Kami meninggalkan Singapura hari ini setelah angin puyuh janji ilahi baik secara fisik maupun dalam Roh, dan pikiran kami ditiup lagi oleh Raja Yesus kami. Dalam penerbangan kami ke California, kami singgah di Filipina, negara ke-12 kami sejauh ini dalam tur ibadah Asia.
Kami tahu bukanlah suatu kebetulan bahwa kami akan berada di Filipina selama beberapa jam, dan mulai bertanya kepada Tuhan mengapa Dia mengirim kami ke sini sekarang meskipun kami akan segera kembali. Saat kami mendarat, Lion menerima penglihatan tentang banyak tongkat kerajaan yang menghantam tanah secara berurutan, kemudian seorang pria yang mengenakan talit putih dan biru berdiri di lapangan hijau di depan gunung berapi tinggi yang diselimuti pepohonan hijau subur dan dedaunan.

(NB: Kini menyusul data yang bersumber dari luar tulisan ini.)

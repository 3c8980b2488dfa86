// src/coingecko.rs

use crate::error::MarketError;
use crate::metrics;
use crate::price::ReferencePriceSource;
use crate::settings::PriceFeeds;
use arc_swap::ArcSwapOption;
use async_trait::async_trait;
use log::{debug, info};
use std::collections::HashMap;
use std::sync::Arc;
use tokio::time::{Duration, Instant};

// CoinGecko devuelve { "<id>": { "<vs_currency>": price } }
type SimplePriceResponse = HashMap<String, HashMap<String, f64>>;

#[derive(Debug)]
struct CachedPrice {
    price: f64,
    fetched_at: Instant,
}

/// Native asset (ETH) price from CoinGecko `simple/price`.
///
/// Keeps the last answer for `cache_ttl` so a burst of snapshot requests
/// costs one upstream call.
pub struct CoinGeckoPriceSource {
    client: reqwest::Client,
    base_url: String,
    asset_id: String,
    vs_currency: String,
    cache_ttl: Duration,
    cache: ArcSwapOption<CachedPrice>,
}

impl CoinGeckoPriceSource {
    pub fn new(
        base_url: &str,
        asset_id: &str,
        vs_currency: &str,
        cache_ttl: Duration,
        request_timeout: Duration,
    ) -> Result<Self, MarketError> {
        let client = reqwest::Client::builder()
            .timeout(request_timeout)
            .build()
            .map_err(|e| MarketError::Config(format!("failed to build HTTP client: {}", e)))?;

        Ok(Self {
            client,
            base_url: base_url.trim_end_matches('/').to_string(),
            asset_id: asset_id.to_string(),
            vs_currency: vs_currency.to_lowercase(),
            cache_ttl,
            cache: ArcSwapOption::empty(),
        })
    }

    pub fn from_settings(feeds: &PriceFeeds, request_timeout: Duration) -> Result<Self, MarketError> {
        info!(
            "🚀 CoinGecko reference price: {} in {} (ttl {}s)",
            feeds.native_asset_id, feeds.vs_currency, feeds.cache_ttl_seconds
        );
        Self::new(
            &feeds.coingecko_base_url,
            &feeds.native_asset_id,
            &feeds.vs_currency,
            Duration::from_secs(feeds.cache_ttl_seconds),
            request_timeout,
        )
    }

    async fn fetch(&self) -> Result<f64, MarketError> {
        let url = format!("{}/simple/price", self.base_url);
        let start = Instant::now();
        let response = self
            .client
            .get(&url)
            .query(&[("ids", self.asset_id.as_str()), ("vs_currencies", self.vs_currency.as_str())])
            .send()
            .await?;
        metrics::increment_rpc_call("coingecko", "simple_price");
        metrics::record_rpc_call_latency("coingecko", "simple_price", start.elapsed());

        let status = response.status();
        if !status.is_success() {
            return Err(MarketError::Api {
                status: status.as_u16(),
                url,
            });
        }

        let body: SimplePriceResponse = response.json().await?;
        let price = body
            .get(&self.asset_id)
            .and_then(|quotes| quotes.get(&self.vs_currency))
            .copied()
            .ok_or_else(|| {
                MarketError::data_shape(&url, format!("no {} quote for {}", self.vs_currency, self.asset_id))
            })?;

        if !price.is_finite() || price <= 0.0 {
            return Err(MarketError::data_shape(url, format!("non-positive price {}", price)));
        }

        debug!("✅ [CoinGecko] {} = {} {} ({:?})", self.asset_id, price, self.vs_currency, start.elapsed());
        Ok(price)
    }
}

#[async_trait]
impl ReferencePriceSource for CoinGeckoPriceSource {
    async fn native_usd(&self) -> Result<f64, MarketError> {
        if let Some(cached) = self.cache.load_full() {
            if cached.fetched_at.elapsed() < self.cache_ttl {
                metrics::increment_cache_hit("reference_price");
                return Ok(cached.price);
            }
        }
        metrics::increment_cache_miss("reference_price");

        let price = self.fetch().await?;
        self.cache.store(Some(Arc::new(CachedPrice {
            price,
            fetched_at: Instant::now(),
        })));
        Ok(price)
    }
}
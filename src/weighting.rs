//! TVL weighting and price blending.
//!
//! Pure functions, no I/O: TVL map -> weight map -> weighted price, market
//! cap and fully diluted valuation.

use crate::types::network::{NetworkId, PerNetwork};
use crate::types::snapshot::{Valuation, WeightMap};
use log::debug;

/// Equal share used when TVL cannot discriminate between networks.
pub const EQUAL_WEIGHT: f64 = 0.25;

#[derive(Debug, Clone, Copy, PartialEq, thiserror::Error)]
enum WeightComputationError {
    #[error("total TVL is not positive: {0}")]
    NonPositiveTotal(f64),
    #[error("total TVL is not finite")]
    NonFiniteTotal,
}

fn proportional_weights(tvl: &PerNetwork<f64>) -> Result<WeightMap, WeightComputationError> {
    // Valores negativos o NaN no aportan peso
    let sanitized = tvl.map(|_, v| if v.is_finite() && *v > 0.0 { *v } else { 0.0 });
    let total = sanitized.sum();

    if !total.is_finite() {
        return Err(WeightComputationError::NonFiniteTotal);
    }
    if total <= 0.0 {
        return Err(WeightComputationError::NonPositiveTotal(total));
    }
    Ok(sanitized.map(|_, v| v / total))
}

/// `tvl[n] / total`, or 0.25 everywhere when the total is not positive.
pub fn calculate_tvl_weights(tvl: &PerNetwork<f64>) -> WeightMap {
    proportional_weights(tvl).unwrap_or_else(|e| {
        debug!("Falling back to equal weights: {}", e);
        PerNetwork::splat(EQUAL_WEIGHT)
    })
}

/// Same as [`calculate_tvl_weights`], but `excluded` networks always weigh 0
/// and the equal-share fallback is split among the remaining ones.
pub fn calculate_tvl_weights_excluding(tvl: &PerNetwork<f64>, excluded: &[NetworkId]) -> WeightMap {
    let eligible = tvl.map(|network, v| if excluded.contains(&network) { 0.0 } else { *v });
    proportional_weights(&eligible).unwrap_or_else(|e| {
        let remaining = NetworkId::ALL.iter().filter(|n| !excluded.contains(n)).count();
        if remaining == 0 {
            return PerNetwork::splat(EQUAL_WEIGHT);
        }
        debug!("Falling back to equal weights over {} networks: {}", remaining, e);
        let share = 1.0 / remaining as f64;
        PerNetwork::from_fn(|network| if excluded.contains(&network) { 0.0 } else { share })
    })
}

/// Σ price[n] × weight[n] (weights are used as given, no renormalization).
pub fn weighted_price(prices: &PerNetwork<f64>, weights: &WeightMap) -> f64 {
    prices.iter().map(|(network, price)| price * weights[network]).sum()
}

pub fn compute_weighted_price(
    prices: &PerNetwork<f64>,
    weights: &WeightMap,
    circulating_supply: f64,
    total_supply: f64,
) -> Valuation {
    let weighted_price = weighted_price(prices, weights);
    Valuation {
        weighted_price,
        market_cap: weighted_price * circulating_supply,
        fully_diluted_valuation: weighted_price * total_supply,
    }
}
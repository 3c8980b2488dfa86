use ethers::types::{Address, U256};
use rust_decimal::Decimal;
use std::str::FromStr;

// Para cantidades on-chain que se exponen en la API (precisión exacta)
pub fn u256_to_decimal(value: U256, decimals: u8) -> Result<Decimal, ConversionError> {
    let mut decimal_value = Decimal::from_str(&value.to_string())
        .map_err(|e| ConversionError::InvalidDecimal(e.to_string()))?;
    decimal_value
        .set_scale(decimals as u32)
        .map_err(|e| ConversionError::InvalidDecimal(e.to_string()))?;
    Ok(decimal_value.normalize())
}

// Para cálculos de TVL/precio, donde f64 es suficiente y nunca desborda
pub fn u256_to_f64(value: U256, decimals: u8) -> f64 {
    let raw = value.to_string().parse::<f64>().unwrap_or(f64::MAX);
    raw / 10f64.powi(decimals as i32)
}

/// Price of token0 denominated in token1, from a Uniswap V3 style `sqrtPriceX96`.
pub fn sqrt_price_x96_to_price(sqrt_price_x96: U256, decimals0: u8, decimals1: u8) -> f64 {
    let sqrt = u256_to_f64(sqrt_price_x96, 0) / 2f64.powi(96);
    sqrt * sqrt * 10f64.powi(decimals0 as i32 - decimals1 as i32)
}

// Cosmos devuelve cantidades como strings decimales ("123456")
pub fn parse_integer_amount(raw: &str) -> Result<U256, ConversionError> {
    U256::from_dec_str(raw.trim()).map_err(|e| ConversionError::InvalidDecimal(format!("{}: {}", raw, e)))
}

// Para addresses
pub fn address_to_string(addr: Address) -> String {
    format!("{:?}", addr).to_lowercase()
}

pub fn string_to_address(s: &str) -> Result<Address, ConversionError> {
    Address::from_str(s.trim()).map_err(|e| ConversionError::InvalidAddress(format!("{}: {}", s, e)))
}

#[derive(Debug, thiserror::Error)]
pub enum ConversionError {
    #[error("Invalid decimal: {0}")]
    InvalidDecimal(String),
    #[error("Invalid address: {0}")]
    InvalidAddress(String),
}

impl From<ConversionError> for crate::error::MarketError {
    fn from(e: ConversionError) -> Self {
        crate::error::MarketError::InvalidInput(e.to_string())
    }
}
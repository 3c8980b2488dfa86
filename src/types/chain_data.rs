use crate::types::conversions::{u256_to_decimal, u256_to_f64, ConversionError};
use ethers::types::U256;
use rust_decimal::Decimal;
use serde::{Deserialize, Serialize};

/// Raw on-chain integer amount together with the decimals needed to scale it.
#[derive(Debug, Clone, Copy, PartialEq, Eq, Serialize)]
pub struct Amount {
    pub raw: U256,
    pub decimals: u8,
}

impl Amount {
    pub fn new(raw: U256, decimals: u8) -> Self {
        Self { raw, decimals }
    }

    pub fn zero(decimals: u8) -> Self {
        Self::new(U256::zero(), decimals)
    }

    pub fn to_decimal(&self) -> Result<Decimal, ConversionError> {
        u256_to_decimal(self.raw, self.decimals)
    }

    pub fn to_f64(&self) -> f64 {
        u256_to_f64(self.raw, self.decimals)
    }
}

#[derive(Debug, Clone, PartialEq, Serialize)]
pub struct TokenMetadata {
    pub decimals: u8,
    pub symbol: String,
    pub total_supply: Amount,
}

/// How an EVM pool exposes its liquidity.
#[derive(Debug, Clone, Copy, PartialEq, Eq, Hash, Deserialize, Serialize)]
#[serde(rename_all = "snake_case")]
pub enum PoolKind {
    /// `getReserves()` pairs (Uniswap V2 and forks)
    ConstantProduct,
    /// `slot0()` pools (Uniswap V3 and forks)
    Concentrated,
}

#[derive(Debug, Clone, PartialEq, Serialize)]
pub struct CosmosPoolAsset {
    pub denom: String,
    pub amount: U256,
}

/// Liquidity data for a pool, shaped by the protocol that holds it.
#[derive(Debug, Clone, PartialEq, Serialize)]
#[serde(tag = "type", rename_all = "snake_case")]
pub enum PoolState {
    ConstantProduct {
        token0: String,
        token1: String,
        reserve0: U256,
        reserve1: U256,
    },
    Concentrated {
        token0: String,
        token1: String,
        sqrt_price_x96: U256,
        tick: i32,
        liquidity: u128,
    },
    Cosmos {
        pool_id: u64,
        assets: Vec<CosmosPoolAsset>,
        current_tick: Option<i64>,
        liquidity: Option<String>,
    },
}

impl PoolState {
    pub fn kind_name(&self) -> &'static str {
        match self {
            PoolState::ConstantProduct { .. } => "constant_product",
            PoolState::Concentrated { .. } => "concentrated",
            PoolState::Cosmos { .. } => "cosmos",
        }
    }

    /// (token0, token1) for EVM pools; first two assets for Cosmos pools.
    pub fn tokens(&self) -> Option<(&str, &str)> {
        match self {
            PoolState::ConstantProduct { token0, token1, .. }
            | PoolState::Concentrated { token0, token1, .. } => Some((token0, token1)),
            PoolState::Cosmos { assets, .. } => match assets.as_slice() {
                [a, b, ..] => Some((&a.denom, &b.denom)),
                _ => None,
            },
        }
    }
}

Orang itu mengangkat tongkatnya di atas kepalanya dan mulai berteriak dengan sukacita, sorak kemenangan bagi Tuhan, dan ketika dia melakukannya, Roh Kudus menyapu Singa seperti gelombang yang kuat di dalam Roh. Pada saat yang sama ketika Emmanuel sedang berdoa, dia memiliki kesan yang kuat tentang gempa bumi dalam Roh di Filipina. Setelah mendiskusikan hal ini satu sama lain dan meminta pengertian dari Roh Kudus, kami mengerti bahwa Filipina berada di tengah-tengah perubahan besar dalam Roh.

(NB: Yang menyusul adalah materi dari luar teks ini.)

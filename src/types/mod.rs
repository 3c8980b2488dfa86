pub mod chain_data;
pub mod conversions;
pub mod network;
pub mod snapshot;

pub use chain_data::{Amount, CosmosPoolAsset, PoolKind, PoolState, TokenMetadata};
pub use network::{NetworkId, PerNetwork};
pub use snapshot::{MarketSnapshot, PriceSnapshot, TvlSnapshot, Valuation, WeightMap};
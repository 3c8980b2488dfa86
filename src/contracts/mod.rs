// Contracts Module - read-only ABIs

pub mod erc20;
pub mod i_uniswap_v2_pair;
pub mod i_uniswap_v3_pool;

pub use erc20::Erc20;
pub use i_uniswap_v2_pair::IUniswapV2Pair;
pub use i_uniswap_v3_pool::IUniswapV3Pool;
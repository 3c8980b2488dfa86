// src/tvl.rs

use crate::error::MarketError;
use crate::metrics;
use crate::settings::CosmosFailurePolicy;
use crate::types::network::{NetworkId, PerNetwork};
use crate::types::snapshot::{TvlSnapshot, WeightMap};
use crate::utils::join_isolated;
use crate::weighting;
use arc_swap::ArcSwapOption;
use async_trait::async_trait;
use log::{debug, info, warn};
use std::sync::atomic::{AtomicBool, Ordering};
use std::sync::Arc;
use std::time::{Duration, Instant};
use tokio::sync::Mutex;

/// TVL (USD) of the tracked pool on one network.
#[async_trait]
pub trait TvlSource: Send + Sync {
    /// `native_usd` is the USD price of the network's native asset.
    async fn fetch_tvl(&self, native_usd: f64) -> Result<f64, MarketError>;
}

/// Observable state of the TVL cache.
#[derive(Debug, Clone, Copy, PartialEq, Eq)]
pub enum TvlState {
    /// No snapshot published yet
    Empty,
    Fresh,
    /// A refresh is running; readers still get the previous snapshot
    StaleRefreshing,
    /// Cached snapshot is older than the TTL and nobody is refreshing it
    Expired,
    /// Fresh, but at least one network was substituted with 0
    FailedPartial,
}

/// Per-network TVL with a fixed-interval cache.
///
/// Osmosis is fetched first; the EVM networks are fanned out concurrently and
/// a failure on one of them contributes 0 instead of aborting the batch.
/// Refreshes are single-flight and a failed refresh leaves the cache as it was.
pub struct TvlAggregator {
    sources: PerNetwork<Arc<dyn TvlSource>>,
    ttl: Duration,
    cosmos_policy: CosmosFailurePolicy,
    cached: ArcSwapOption<TvlSnapshot>,
    refresh_gate: Mutex<()>,
    refreshing: AtomicBool,
}

impl TvlAggregator {
    pub fn new(sources: PerNetwork<Arc<dyn TvlSource>>, ttl: Duration, cosmos_policy: CosmosFailurePolicy) -> Self {
        Self {
            sources,
            ttl,
            cosmos_policy,
            cached: ArcSwapOption::empty(),
            refresh_gate: Mutex::new(()),
            refreshing: AtomicBool::new(false),
        }
    }

    pub fn ttl(&self) -> Duration {
        self.ttl
    }

    /// Last published snapshot, fresh or not.
    pub fn cached(&self) -> Option<Arc<TvlSnapshot>> {
        self.cached.load_full()
    }

    fn fresh(&self) -> Option<Arc<TvlSnapshot>> {
        self.cached.load_full().filter(|snapshot| snapshot.is_fresh(self.ttl))
    }

    pub fn state(&self) -> TvlState {
        let cached = self.cached.load_full();
        match cached {
            None => TvlState::Empty,
            Some(_) if self.refreshing.load(Ordering::Acquire) => TvlState::StaleRefreshing,
            Some(snapshot) if !snapshot.is_fresh(self.ttl) => TvlState::Expired,
            Some(snapshot) if snapshot.is_partial() => TvlState::FailedPartial,
            Some(_) => TvlState::Fresh,
        }
    }

    /// Drops the cached snapshot; the next call fetches.
    pub fn invalidate(&self) {
        self.cached.store(None);
        debug!("TVL cache invalidated");
    }

    /// Cached snapshot while fresh, otherwise a new one.
    pub async fn fetch_all_tvl(&self, price_inputs: &PerNetwork<f64>) -> Result<Arc<TvlSnapshot>, MarketError> {
        if let Some(snapshot) = self.fresh() {
            metrics::increment_cache_hit("tvl");
            debug!("TVL cache hit (age {:?})", snapshot.age());
            return Ok(snapshot);
        }

        let _guard = self.refresh_gate.lock().await;
        // Otro caller pudo haber publicado mientras esperábamos el gate
        if let Some(snapshot) = self.fresh() {
            metrics::increment_cache_hit("tvl");
            return Ok(snapshot);
        }
        metrics::increment_cache_miss("tvl");
        self.refresh_locked(price_inputs).await
    }

    /// Fetches regardless of cache age.
    pub async fn refresh(&self, price_inputs: &PerNetwork<f64>) -> Result<Arc<TvlSnapshot>, MarketError> {
        let _guard = self.refresh_gate.lock().await;
        self.refresh_locked(price_inputs).await
    }

    /// Degraded networks weigh 0, even in the equal-share fallback.
    pub fn calculate_tvl_weights(&self, snapshot: &TvlSnapshot) -> WeightMap {
        weighting::calculate_tvl_weights_excluding(&snapshot.tvl, &snapshot.degraded)
    }

    async fn refresh_locked(&self, price_inputs: &PerNetwork<f64>) -> Result<Arc<TvlSnapshot>, MarketError> {
        let start = Instant::now();
        let collected = {
            let _flag = RefreshingFlag::raise(&self.refreshing);
            self.collect(price_inputs).await
        };

        let snapshot = Arc::new(collected?);
        self.cached.store(Some(Arc::clone(&snapshot)));

        for (network, value) in snapshot.tvl.iter() {
            metrics::set_network_tvl(network.as_str(), *value);
        }
        info!(
            "✅ TVL refreshed in {:?}: total ${:.2} ({} degraded)",
            start.elapsed(),
            snapshot.total(),
            snapshot.degraded.len()
        );
        Ok(snapshot)
    }

    async fn fetch_one(&self, network: NetworkId, native_usd: f64) -> Result<f64, MarketError> {
        let value = self.sources[network].fetch_tvl(native_usd).await?;
        if !value.is_finite() || value < 0.0 {
            return Err(MarketError::data_shape(
                format!("{} tvl", network),
                format!("invalid TVL {}", value),
            ));
        }
        Ok(value)
    }

    async fn collect(&self, price_inputs: &PerNetwork<f64>) -> Result<TvlSnapshot, MarketError> {
        let mut tvl = PerNetwork::splat(0.0);
        let mut isolated: Vec<NetworkId> = NetworkId::EVM.to_vec();

        match self.cosmos_policy {
            CosmosFailurePolicy::Propagate => {
                tvl.osmosis = self
                    .fetch_one(NetworkId::Osmosis, price_inputs[NetworkId::Osmosis])
                    .await
                    .map_err(|e| {
                        warn!("❌ Osmosis TVL failed, aborting refresh: {}", e);
                        e
                    })?;
            }
            CosmosFailurePolicy::Degrade => isolated.insert(0, NetworkId::Osmosis),
        }

        let tasks = isolated
            .iter()
            .map(|&network| (network, self.fetch_one(network, price_inputs[network])))
            .collect::<Vec<_>>();
        let settled = join_isolated(tasks, 0.0).await;

        for (network, value) in &settled.values {
            tvl[*network] = *value;
        }
        let mut degraded = Vec::with_capacity(settled.failed.len());
        for (network, e) in &settled.failed {
            warn!("⚠️ [{}] TVL lookup failed, contributing 0: {}", network, e);
            metrics::increment_network_degraded("tvl", network.as_str(), e.kind());
            degraded.push(*network);
        }

        Ok(TvlSnapshot::new(tvl, degraded))
    }
}

/// Holds `refreshing` up while alive; dropping the refresh future lowers it too.
struct RefreshingFlag<'a>(&'a AtomicBool);

impl<'a> RefreshingFlag<'a> {
    fn raise(flag: &'a AtomicBool) -> Self {
        flag.store(true, Ordering::Release);
        Self(flag)
    }
}

impl Drop for RefreshingFlag<'_> {
    fn drop(&mut self) {
        self.0.store(false, Ordering::Release);
    }
}
use crate::types::network::{NetworkId, PerNetwork};
use chrono::{DateTime, Utc};
use serde::Serialize;
use std::time::{Duration, Instant};

/// Normalized per-network contribution used to blend prices. Sums to 1.0.
pub type WeightMap = PerNetwork<f64>;

/// TVL (USD) of every network at one point in time.
///
/// Networks whose lookup failed carry 0 and are listed in `degraded`.
/// Snapshots are never mutated after publication; a refresh replaces them.
#[derive(Debug, Clone, Serialize)]
#[serde(rename_all = "camelCase")]
pub struct TvlSnapshot {
    pub tvl: PerNetwork<f64>,
    pub degraded: Vec<NetworkId>,
    pub timestamp: DateTime<Utc>,
    #[serde(skip)]
    captured_at: Instant,
}

impl TvlSnapshot {
    pub fn new(tvl: PerNetwork<f64>, degraded: Vec<NetworkId>) -> Self {
        Self {
            tvl,
            degraded,
            timestamp: Utc::now(),
            captured_at: Instant::now(),
        }
    }

    pub fn total(&self) -> f64 {
        self.tvl.sum()
    }

    pub fn age(&self) -> Duration {
        self.captured_at.elapsed()
    }

    pub fn is_fresh(&self, ttl: Duration) -> bool {
        self.age() < ttl
    }

    pub fn is_partial(&self) -> bool {
        !self.degraded.is_empty()
    }

    /// Copy with `networks` zeroed and added to `degraded`; keeps the capture time.
    pub fn with_degraded<'a>(&self, networks: impl IntoIterator<Item = &'a NetworkId>) -> Self {
        let mut out = self.clone();
        for network in networks {
            out.tvl[*network] = 0.0;
            if !out.degraded.contains(network) {
                out.degraded.push(*network);
            }
        }
        out.degraded.sort();
        out
    }
}

#[derive(Debug, Clone, Serialize)]
#[serde(rename_all = "camelCase")]
pub struct PriceSnapshot {
    pub prices: PerNetwork<f64>,
    pub weighted_price: f64,
    /// Native asset (ETH) price in the quote currency
    pub reference_price: f64,
    pub timestamp: DateTime<Utc>,
}

/// Output of the blending step.
#[derive(Debug, Clone, Copy, PartialEq, Serialize)]
#[serde(rename_all = "camelCase")]
pub struct Valuation {
    pub weighted_price: f64,
    pub market_cap: f64,
    pub fully_diluted_valuation: f64,
}

/// Everything the boundary layer serializes for the dashboard / public API.
#[derive(Debug, Clone, Serialize)]
#[serde(rename_all = "camelCase")]
pub struct MarketSnapshot {
    pub timestamp: DateTime<Utc>,
    pub prices: PerNetwork<f64>,
    pub weighted_price: f64,
    pub reference_price: f64,
    pub tvl: PerNetwork<f64>,
    pub total_tvl: f64,
    pub weights: WeightMap,
    pub market_cap: f64,
    pub fdv: f64,
    pub circulating_supply: f64,
    pub total_supply: f64,
    pub degraded_networks: Vec<NetworkId>,
}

Hari ini, ternyata adalah hari terakhir bulan Sivan dan Rosh Chodesh, akhir dari satu bulan dan awal dari yang lain. Setiap Rosh Chodesh the Shofar ditiup, melambangkan akhir dari satu bulan dan transisi ke bulan berikutnya, menandakan berakhirnya yang lama dan menyambut yang baru.

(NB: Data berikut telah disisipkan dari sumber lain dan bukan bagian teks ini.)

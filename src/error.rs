use crate::types::network::NetworkId;
use std::time::Duration;

/// Structured failures surfaced by readers, aggregators and the orchestrator.
///
/// Readers never fail with bare strings: the TVL aggregator relies on the
/// variant to tell connectivity problems apart from malformed responses.
#[derive(Debug, Clone, thiserror::Error)]
pub enum MarketError {
    #[error("No reachable endpoint for {network} (primary: {primary}; backup: {backup})")]
    Connectivity {
        network: NetworkId,
        primary: String,
        backup: String,
    },
    #[error("HTTP {status} from {url}")]
    Api { status: u16, url: String },
    #[error("Unexpected response shape from {context}: {detail}")]
    DataShape { context: String, detail: String },
    #[error("RPC call {method} failed on {network}: {detail}")]
    Rpc {
        network: NetworkId,
        method: String,
        detail: String,
    },
    #[error("Request to {url} failed: {detail}")]
    Transport { url: String, detail: String },
    #[error("Invalid input: {0}")]
    InvalidInput(String),
    #[error("Deadline of {0:?} exceeded")]
    DeadlineExceeded(Duration),
    #[error("Configuration error: {0}")]
    Config(String),
}

impl MarketError {
    pub fn data_shape(context: impl Into<String>, detail: impl ToString) -> Self {
        MarketError::DataShape {
            context: context.into(),
            detail: detail.to_string(),
        }
    }

    /// Short label used for metrics and log lines
    pub fn kind(&self) -> &'static str {
        match self {
            MarketError::Connectivity { .. } => "connectivity",
            MarketError::Api { .. } => "api",
            MarketError::DataShape { .. } => "data_shape",
            MarketError::Rpc { .. } => "rpc",
            MarketError::Transport { .. } => "transport",
            MarketError::InvalidInput(_) => "invalid_input",
            MarketError::DeadlineExceeded(_) => "deadline",
            MarketError::Config(_) => "config",
        }
    }
}

impl From<reqwest::Error> for MarketError {
    fn from(e: reqwest::Error) -> Self {
        let url = e.url().map(|u| u.to_string()).unwrap_or_default();
        match e.status() {
            Some(status) => MarketError::Api {
                status: status.as_u16(),
                url,
            },
            None if e.is_decode() => MarketError::data_shape(url, e),
            None => MarketError::Transport {
                url,
                detail: e.to_string(),
            },
        }
    }
}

Ini juga merupakan peringatan 120 tahun kemerdekaan Filipina, periode waktu yang sangat penting dan signifikan secara alkitabiah. Pertama, Musa berusia 120 tahun ketika dia meninggal dan Yosua dan Kaleb memasuki tanah perjanjian, awal dari generasi baru yang tak kenal takut. Ada 120 orang di ruang atas pada hari Pentakosta ketika Roh Kudus turun ke atas mereka, mengantarkan perjanjian baru dan pemenuhan janji Allah.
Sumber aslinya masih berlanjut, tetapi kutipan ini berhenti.